The simple automation of starting a new EBS instance is easy, bordering on trivial. It's just a one-line bash script calling the EC2 command-line tools. What's tricky is everything on top of that. Such a solution pretty much implies a fully 100% automated deployment process. And this is all specific to your application. Can your app pull down all the data it needs to run (maybe it's stored in S3?). Can you kill you instance today and boot a new instance with 0.000 manual setup/install steps?
Or, you may be talking about a scenario I'll call "re-instancing an EBS volume":
EC2 box dies (root volume is EBS)
Force detach EBS volume
Boot new EC2 instance with the EBS volume
... That mostly works. The gotchas:
Doesn't protect against EBS failures, either total volume loss or an availability loss
Recovery time is O(minutes) assuming everything works just right
Your services need to be configured to restart automatically. It does no good to bring the box back if Nginx isn't running.
Your DNS routes or other services or whatever need to be ok with the IP-address changing. This can be worked around with ElasticIP.
How are your host SSH keys handled? Same name, new host key can break SSH-based automation when it gets the strong-warning for host-key-changed.
I don't have proof of this (other than seeing it happen once), but I believe that EC2/EBS _already_does_this_ automatically for boot-from-EBS instances
Again, the hard part here is on your plate. Can you stop your production service today and bring it up RELIABLY on a new instance? If so, the EC2 part of the story is really really easy.
As a side point:
All our user data is on Elastic Storage, so we're not too worried about losing anything.
I'd strongly suggest to regularly snapshot your EBS (Elastic Block Storage) to S3 if you are not doing that already.
You can use an autoscale group with a min/max/desired quantity of 1. Place the instance behind an ELB and have the autoscale group be triggered by the ELB healthy node count. This allows you to have built in monitoring by cloudwatch and the ELB health check.

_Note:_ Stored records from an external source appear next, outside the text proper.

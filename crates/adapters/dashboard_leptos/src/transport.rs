//! [`HttpTransport`] over the browser `fetch` API via `gloo-net`.

use gloo_net::http::{Method as FetchMethod, RequestBuilder};
use sitedeck_app::ports::{HttpRequest, HttpResponse, HttpTransport, TransportError};
use sitedeck_domain::endpoint::Method;

/// Sends requests to the page's own origin.
#[derive(Debug, Default, Clone, Copy)]
pub struct FetchTransport;

impl HttpTransport for FetchTransport {
    async fn send(&self, request: HttpRequest) -> Result<HttpResponse, TransportError> {
        let mut builder = RequestBuilder::new(&request.path).method(fetch_method(request.method));
        if let Some(authorization) = &request.authorization {
            builder = builder.header("Authorization", authorization);
        }

        let response = match &request.body {
            Some(body) => builder.json(body).map_err(transport_error)?.send().await,
            None => builder.send().await,
        }
        .map_err(transport_error)?;

        let status = response.status();
        let body = response.text().await.map_err(transport_error)?;
        Ok(HttpResponse { status, body })
    }
}

fn fetch_method(method: Method) -> FetchMethod {
    match method {
        Method::Get => FetchMethod::GET,
        Method::Post => FetchMethod::POST,
        Method::Put => FetchMethod::PUT,
        Method::Delete => FetchMethod::DELETE,
    }
}

fn transport_error(err: gloo_net::Error) -> TransportError {
    TransportError::new(err.to_string())
}
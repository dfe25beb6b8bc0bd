//! Command panel of the opened site: add-command form plus one card per
//! command.

use leptos::ev::SubmitEvent;
use leptos::prelude::*;
use sitedeck_app::message::Msg;
use sitedeck_app::model::CommandEditor;
use sitedeck_domain::command::NewCommand;
use sitedeck_domain::id::{CommandId, SiteId};

use crate::store::use_store;

#[component]
pub fn CommandPanel(site_id: SiteId) -> impl IntoView {
    let store = use_store();
    let site_name = store.select(move |model| {
        model
            .site(site_id)
            .map(|site| site.name.clone())
            .unwrap_or_default()
    });
    let ids = store.select(|model| {
        model
            .commands
            .as_ref()
            .map(|panel| panel.cards.iter().map(|card| card.command.id).collect::<Vec<_>>())
            .unwrap_or_default()
    });

    view! {
        <h2>"Commands of " {move || site_name.get()}</h2>
        <AddCommandForm site_id/>
        <hr/>
        {move || {
            let ids = ids.get();
            if ids.is_empty() {
                view! { <p class="muted">"No commands yet."</p> }.into_any()
            } else {
                ids.into_iter()
                    .map(|id| view! { <CommandCard id/> })
                    .collect_view()
                    .into_any()
            }
        }}
    }
}

#[component]
fn AddCommandForm(site_id: SiteId) -> impl IntoView {
    let store = use_store();
    let name = RwSignal::new(String::new());
    let command_template = RwSignal::new(String::new());

    let on_submit = move |ev: SubmitEvent| {
        ev.prevent_default();
        store.dispatch(Msg::CreateCommandSubmitted(NewCommand {
            name: name.get_untracked(),
            command_template: command_template.get_untracked(),
            site_id,
        }));
    };

    view! {
        <form on:submit=on_submit>
            <h3>"Add Command"</h3>
            <input
                placeholder="name"
                prop:value=move || name.get()
                on:input=move |ev| name.set(event_target_value(&ev))
            />
            <input
                placeholder="command template, e.g. python manage.py import_bods {api_key}"
                prop:value=move || command_template.get()
                on:input=move |ev| command_template.set(event_target_value(&ev))
            />
            <button type="submit">"Add"</button>
        </form>
    }
}

#[component]
fn CommandCard(id: CommandId) -> impl IntoView {
    let store = use_store();
    let summary = store.select(move |model| {
        model
            .card(id)
            .map(|card| (card.command.name.clone(), card.command.command_template.clone()))
            .unwrap_or_default()
    });
    let editor = store.select(move |model| model.card(id).and_then(|card| card.editor.clone()));
    let log = store.select(move |model| model.card(id).and_then(|card| card.log.clone()));

    view! {
        <div class="card">
            <h4>{move || summary.get().0}</h4>
            <pre>{move || summary.get().1}</pre>
            <div>
                <button class="btn-ok" on:click=move |_| store.dispatch(Msg::StartClicked(id))>"Start"</button>
                <button class="btn-danger" on:click=move |_| store.dispatch(Msg::StopClicked(id))>"Stop"</button>
                <button on:click=move |_| store.dispatch(Msg::ViewLogClicked(id))>"View Log"</button>
                <button on:click=move |_| store.dispatch(Msg::EditCommandClicked(id))>"Edit"</button>
            </div>
            {move || editor.get().map(|editor| view! { <CommandEditorForm id editor/> })}
            {move || log.get().map(|text| view! { <div class="log">{text}</div> })}
        </div>
    }
}

/// Inline editor, prefilled from the command detail.
#[component]
fn CommandEditorForm(id: CommandId, editor: CommandEditor) -> impl IntoView {
    let store = use_store();
    let name = RwSignal::new(editor.name);
    let command_template = RwSignal::new(editor.command_template);
    let env_text = RwSignal::new(editor.env_text);

    let on_submit = move |ev: SubmitEvent| {
        ev.prevent_default();
        store.dispatch(Msg::SaveCommandClicked {
            id,
            name: name.get_untracked(),
            command_template: command_template.get_untracked(),
            env_text: env_text.get_untracked(),
        });
    };

    view! {
        <form on:submit=on_submit>
            <input
                placeholder="name"
                prop:value=move || name.get()
                on:input=move |ev| name.set(event_target_value(&ev))
            />
            <input
                placeholder="command template"
                prop:value=move || command_template.get()
                on:input=move |ev| command_template.set(event_target_value(&ev))
            />
            <textarea
                placeholder="envs, one per line key=value"
                prop:value=move || env_text.get()
                on:input=move |ev| env_text.set(event_target_value(&ev))
            ></textarea>
            {editor.run_command.map(|line| view! { <div class="muted">"runs: " <code>{line}</code></div> })}
            {editor.current_pid.map(|pid| view! { <div class="muted">"running as pid " {pid}</div> })}
            <button type="submit" class="btn-ok">"Save"</button>
            " "
            <button type="button" class="btn-danger" on:click=move |_| store.dispatch(Msg::DeleteCommandClicked(id))>
                "Delete"
            </button>
        </form>
    }
}
//! # sitedeck-domain
//!
//! Pure domain model for the sitedeck process dashboard.
//!
//! ## Responsibilities
//! - Foundational types: typed identifiers, validation errors
//! - Define **Sites** (a filesystem location with a base shell command)
//! - Define **Commands** (shell-command templates scoped to a site, with env overrides)
//! - Define **Sessions** (bearer token, permissions, login payloads)
//! - Define **Log snapshots** returned by the backend
//! - Describe the backend's REST surface as a typed [`endpoint::Endpoint`] table
//! - Encode and decode the `key=value` env text used by the command editor
//!
//! ## Dependency rule
//! This crate has **no internal dependencies**.
//! It must never import anything from `app`, adapters, or IO crates.
//! All IO boundaries are expressed as traits in the `app` crate (ports).

pub mod error;
pub mod id;

pub mod command;
pub mod endpoint;
pub mod env;
pub mod log;
pub mod session;
pub mod site;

Anytime there is an issue the instance be replaced by the autoscale service.
If you have not checked 'Protect against accidental termination' you might want to do so.
Even if you have disabled 'Detailed Monitoring' for your instance you should still see the 'StatusCheckFailed' metric for your instance over which you can configure an alarm (In the CloudWatch dashboard)
Your application (hosted in a different server) should receive the alarm and start the instance using the AWS API (or CLI)
Since you have protected against accidental termination you would never need to spawn a new instance.